[Opening Records for processing section]

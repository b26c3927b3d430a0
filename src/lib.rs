/// Public library interface for the MuscleUp habit and weight tracker
///
/// This module exports the tracker engine, its storage and sync backends,
/// and the MCP server that exposes it as a set of tools.

use std::path::PathBuf;
use thiserror::Error;

pub mod analytics;
pub mod domain;
pub mod mcp;
pub mod storage;
pub mod sync;
pub mod tools;
pub mod tracker;

// Re-export the types most callers need
pub use analytics::{Dashboard, MonthOverview, Statistics};
pub use domain::*;
pub use storage::{KeyValueStore, MemoryStore, SqliteChangeFeed, SqliteStore, StorageError, StorageKey};
pub use sync::{BroadcastFeed, ChangeFeed, NoSync, StorageEvent};
pub use tools::ToolError;
pub use tracker::HabitTracker;

/// Errors that can occur during server operation
#[derive(Error, Debug)]
pub enum ServerError {
    #[error("Database error: {0}")]
    Database(#[from] storage::StorageError),

    #[error("IO error: {0}")]
    Io(#[from] std::io::Error),

    #[error("JSON serialization error: {0}")]
    Json(#[from] serde_json::Error),
}

/// Tracker server backed by a SQLite file
///
/// Several servers may open the same file; each picks up the others'
/// writes through a [`SqliteChangeFeed`] before handling a request.
pub struct HabitTrackerServer {
    tracker: HabitTracker<SqliteStore>,
}

impl HabitTrackerServer {
    /// Open the database at `db_path`, creating and seeding it if needed
    pub async fn new(db_path: PathBuf) -> Result<Self, ServerError> {
        tracing::info!("Initializing tracker with database: {:?}", db_path);

        let store = SqliteStore::new(db_path)?;
        let fresh = StorageKey::ALL
            .iter()
            .map(|key| store.read(*key))
            .collect::<Result<Vec<_>, _>>()?
            .iter()
            .all(Option::is_none);
        let feed: Box<dyn ChangeFeed> = match store.change_feed() {
            Ok(feed) => Box::new(feed),
            Err(e) => {
                tracing::warn!("Change feed unavailable, running without sync: {}", e);
                Box::new(NoSync)
            }
        };

        let tracker = HabitTracker::load(store, CivilCalendar::ist(), feed);
        if fresh {
            tracing::info!("New database, writing default records");
            tracker.save_all();
        }

        Ok(Self { tracker })
    }

    /// Run the MCP server over stdin/stdout until stdin closes
    pub async fn run(self) -> Result<(), ServerError> {
        tracing::info!(
            "Server started, {} habits in catalog, today is {}",
            self.tracker.habits().len(),
            self.tracker.calendar().today()
        );

        let mut mcp_server = mcp::McpServer::new(self.tracker);
        mcp_server.run().await?;

        Ok(())
    }

    pub fn tracker(&self) -> &HabitTracker<SqliteStore> {
        &self.tracker
    }

    pub fn tracker_mut(&mut self) -> &mut HabitTracker<SqliteStore> {
        &mut self.tracker
    }
}
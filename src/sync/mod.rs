/// Change notification between tracker instances sharing one store
///
/// A feed carries the full new raw value of every record another instance
/// wrote. Receivers replace their copy of that record wholesale; there is
/// no merge.

use tokio::sync::broadcast::{self, error::TryRecvError};
use tracing::{debug, warn};
use uuid::Uuid;

use crate::storage::StorageKey;

/// One record written by another instance
#[derive(Debug, Clone, PartialEq)]
pub struct StorageEvent {
    pub key: StorageKey,
    /// `None` when the record was removed
    pub new_value: Option<String>,
}

impl StorageEvent {
    pub fn new(key: StorageKey, new_value: Option<String>) -> Self {
        Self { key, new_value }
    }
}

/// Source and sink of storage change notifications
///
/// `publish` announces a local write; `poll` drains the writes of other
/// instances observed since the previous poll. Implementations never
/// return an instance's own writes from `poll`.
pub trait ChangeFeed: Send {
    fn publish(&self, event: &StorageEvent);

    fn poll(&mut self) -> Vec<StorageEvent>;
}

/// Feed for a single-instance deployment
#[derive(Debug, Default, Clone, Copy)]
pub struct NoSync;

impl ChangeFeed for NoSync {
    fn publish(&self, _event: &StorageEvent) {}

    fn poll(&mut self) -> Vec<StorageEvent> {
        Vec::new()
    }
}

#[derive(Debug, Clone)]
struct Envelope {
    origin: Uuid,
    event: StorageEvent,
}

/// In-process feed shared by every peer subscribed to one channel
pub struct BroadcastFeed {
    origin: Uuid,
    sender: broadcast::Sender<Envelope>,
    receiver: broadcast::Receiver<Envelope>,
}

impl BroadcastFeed {
    /// Open a new channel holding up to `capacity` undelivered events
    pub fn channel(capacity: usize) -> Self {
        let (sender, receiver) = broadcast::channel(capacity.max(1));
        Self {
            origin: Uuid::new_v4(),
            sender,
            receiver,
        }
    }

    /// A feed for another instance on the same channel
    ///
    /// The peer only sees events published after this call.
    pub fn subscribe_peer(&self) -> Self {
        Self {
            origin: Uuid::new_v4(),
            sender: self.sender.clone(),
            receiver: self.sender.subscribe(),
        }
    }
}

impl ChangeFeed for BroadcastFeed {
    fn publish(&self, event: &StorageEvent) {
        let envelope = Envelope {
            origin: self.origin,
            event: event.clone(),
        };
        if self.sender.send(envelope).is_err() {
            debug!("No subscribers for change to {}", event.key);
        }
    }

    fn poll(&mut self) -> Vec<StorageEvent> {
        let mut events = Vec::new();
        loop {
            match self.receiver.try_recv() {
                Ok(envelope) if envelope.origin == self.origin => continue,
                Ok(envelope) => events.push(envelope.event),
                Err(TryRecvError::Lagged(missed)) => {
                    warn!("Change feed lagged, {} events were dropped", missed);
                }
                Err(TryRecvError::Empty) | Err(TryRecvError::Closed) => break,
            }
        }
        events
    }
}

#[cfg(test)]
mod tests {
    use super::*;

    fn goal_event(value: &str) -> StorageEvent {
        StorageEvent::new(StorageKey::DailyGoal, Some(value.to_string()))
    }

    #[test]
    fn test_peers_receive_each_others_events() {
        let mut first = BroadcastFeed::channel(16);
        let mut second = first.subscribe_peer();

        first.publish(&goal_event("3"));
        second.publish(&goal_event("4"));

        assert_eq!(first.poll(), vec![goal_event("4")]);
        assert_eq!(second.poll(), vec![goal_event("3")]);
        assert!(first.poll().is_empty());
    }

    #[test]
    fn test_lagged_receiver_keeps_latest_events() {
        let first = BroadcastFeed::channel(2);
        let mut second = first.subscribe_peer();

        for goal in 1..=5 {
            first.publish(&goal_event(&goal.to_string()));
        }

        assert_eq!(second.poll(), vec![goal_event("4"), goal_event("5")]);
    }

    #[test]
    fn test_no_sync_is_silent() {
        let mut feed = NoSync;
        feed.publish(&goal_event("3"));
        assert!(feed.poll().is_empty());
    }
}
/// MCP protocol implementation
///
/// This module handles the Model Context Protocol communication,
/// including JSON-RPC parsing and tool routing.

pub mod protocol;
pub mod server;

// Re-export main types
pub use server::{tool_definitions, McpServer};
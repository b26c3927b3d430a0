/// Civil calendar in a fixed UTC offset
///
/// Every date in the tracker is a civil date in India Standard Time
/// (UTC+05:30), independent of the host's local timezone or DST rules.
/// Dates are `chrono::NaiveDate` values whose text form is always
/// `YYYY-MM-DD`; `parse_date` and `format_date` are the only codec.

use chrono::{
    DateTime, Datelike, Days, Duration, FixedOffset, NaiveDate, NaiveTime, Offset, TimeZone, Utc,
};

use crate::domain::DomainError;

/// Offset of India Standard Time from UTC, in seconds (+05:30)
pub const IST_OFFSET_SECS: i32 = 5 * 3600 + 30 * 60;

/// Text format of every date string in the system
pub const DATE_FORMAT: &str = "%Y-%m-%d";

/// Source of "now" and "today" for the whole tracker
///
/// A calendar normally follows the system clock. It can be pinned to a fixed
/// instant so that statistics can be replayed deterministically.
#[derive(Debug, Clone)]
pub struct CivilCalendar {
    offset: FixedOffset,
    pinned: Option<DateTime<Utc>>,
}

impl CivilCalendar {
    /// Calendar following the system clock in IST
    pub fn ist() -> Self {
        Self {
            offset: ist_offset(),
            pinned: None,
        }
    }

    /// Calendar frozen at the given instant
    pub fn pinned_at(instant: DateTime<Utc>) -> Self {
        Self {
            offset: ist_offset(),
            pinned: Some(instant),
        }
    }

    /// Calendar frozen at civil noon of the given date
    pub fn pinned_on(date: NaiveDate) -> Self {
        let offset = ist_offset();
        let local_noon = date.and_time(NaiveTime::default()) + Duration::hours(12);
        let utc_noon = local_noon - Duration::seconds(i64::from(offset.local_minus_utc()));
        Self {
            offset,
            pinned: Some(Utc.from_utc_datetime(&utc_noon)),
        }
    }

    /// The raw instant used for `updated_at` and `created_at` stamps
    pub fn instant(&self) -> DateTime<Utc> {
        self.pinned.unwrap_or_else(Utc::now)
    }

    /// Current instant shifted to the civil offset
    pub fn now(&self) -> DateTime<FixedOffset> {
        self.instant().with_timezone(&self.offset)
    }

    /// Today's civil date
    pub fn today(&self) -> NaiveDate {
        self.now().date_naive()
    }

    /// The civil date `n` calendar days before today
    pub fn days_ago(&self, n: u32) -> NaiveDate {
        days_before(self.today(), n)
    }

    /// Human label for a date: "Today", "Yesterday" or e.g. "Monday, 5 Jan"
    pub fn format_display(&self, date: NaiveDate) -> String {
        let today = self.today();
        if date == today {
            "Today".to_string()
        } else if date == days_before(today, 1) {
            "Yesterday".to_string()
        } else {
            date.format("%A, %-d %b").to_string()
        }
    }
}

impl Default for CivilCalendar {
    fn default() -> Self {
        Self::ist()
    }
}

fn ist_offset() -> FixedOffset {
    FixedOffset::east_opt(IST_OFFSET_SECS).unwrap_or_else(|| Utc.fix())
}

/// Calendar arithmetic: `date` minus `n` days, rolling across months and years
pub fn days_before(date: NaiveDate, n: u32) -> NaiveDate {
    date.checked_sub_days(Days::new(u64::from(n)))
        .unwrap_or(NaiveDate::MIN)
}

/// Every date of a month, in order
///
/// `month0` is 0-indexed (0 = January). Values of 12 and above roll into the
/// following years.
pub fn dates_in_month(year: i32, month0: u32) -> Vec<NaiveDate> {
    let year = year + (month0 / 12) as i32;
    let month = month0 % 12 + 1;

    let Some(first) = NaiveDate::from_ymd_opt(year, month, 1) else {
        return Vec::new();
    };

    first.iter_days().take_while(|d| d.month() == month).collect()
}

/// Day of week, 0 = Sunday through 6 = Saturday
pub fn day_of_week(date: NaiveDate) -> u32 {
    date.weekday().num_days_from_sunday()
}

/// Parse a `YYYY-MM-DD` date string
pub fn parse_date(s: &str) -> Result<NaiveDate, DomainError> {
    NaiveDate::parse_from_str(s.trim(), DATE_FORMAT)
        .map_err(|_| DomainError::InvalidDate(format!("'{}' is not a YYYY-MM-DD date", s)))
}

/// Format a date as `YYYY-MM-DD`
pub fn format_date(date: NaiveDate) -> String {
    date.format(DATE_FORMAT).to_string()
}

#[cfg(test)]
mod tests {
    use super::*;

    fn date(s: &str) -> NaiveDate {
        parse_date(s).unwrap()
    }

    #[test]
    fn test_today_uses_ist_not_utc() {
        // 20:00 UTC on Jan 31 is already Feb 1 in IST
        let instant = Utc.with_ymd_and_hms(2024, 1, 31, 20, 0, 0).unwrap();
        let calendar = CivilCalendar::pinned_at(instant);
        assert_eq!(calendar.today(), date("2024-02-01"));

        // 18:29 UTC is still the same civil day
        let instant = Utc.with_ymd_and_hms(2024, 1, 31, 18, 29, 0).unwrap();
        assert_eq!(CivilCalendar::pinned_at(instant).today(), date("2024-01-31"));
    }

    #[test]
    fn test_days_ago_rolls_across_year_boundary() {
        let calendar = CivilCalendar::pinned_on(date("2024-01-02"));
        assert_eq!(calendar.days_ago(0), date("2024-01-02"));
        assert_eq!(calendar.days_ago(2), date("2023-12-31"));
        assert_eq!(calendar.days_ago(366), date("2023-01-01"));
    }

    #[test]
    fn test_dates_in_month_handles_leap_years() {
        assert_eq!(dates_in_month(2024, 1).len(), 29);
        assert_eq!(dates_in_month(2023, 1).len(), 28);
        assert_eq!(dates_in_month(2024, 0).len(), 31);

        let april = dates_in_month(2024, 3);
        assert_eq!(april.len(), 30);
        assert_eq!(format_date(april[0]), "2024-04-01");
        assert_eq!(format_date(april[29]), "2024-04-30");

        // month 12 is January of the following year
        assert_eq!(format_date(dates_in_month(2024, 12)[0]), "2025-01-01");
    }

    #[test]
    fn test_day_of_week_starts_on_sunday() {
        assert_eq!(day_of_week(date("2024-03-10")), 0); // Sunday
        assert_eq!(day_of_week(date("2024-03-16")), 6); // Saturday
    }

    #[test]
    fn test_format_display() {
        let calendar = CivilCalendar::pinned_on(date("2024-01-08"));
        assert_eq!(calendar.format_display(date("2024-01-08")), "Today");
        assert_eq!(calendar.format_display(date("2024-01-07")), "Yesterday");
        assert_eq!(calendar.format_display(date("2024-01-01")), "Monday, 1 Jan");
    }

    #[test]
    fn test_parse_date_rejects_other_formats() {
        assert!(parse_date("05/01/2024").is_err());
        assert!(parse_date("2024-02-30").is_err());
        assert_eq!(format_date(date(" 2024-02-29 ")), "2024-02-29");
    }
}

[Closing Records for processing section]

### Problem requirements
Review the preceding data and report every line that includes the string "system".

### Answer box
/// Text format of every date string in the system
/// A calendar normally follows the system clock. It can be pinned to a fixed
    /// Calendar following the system clock in IST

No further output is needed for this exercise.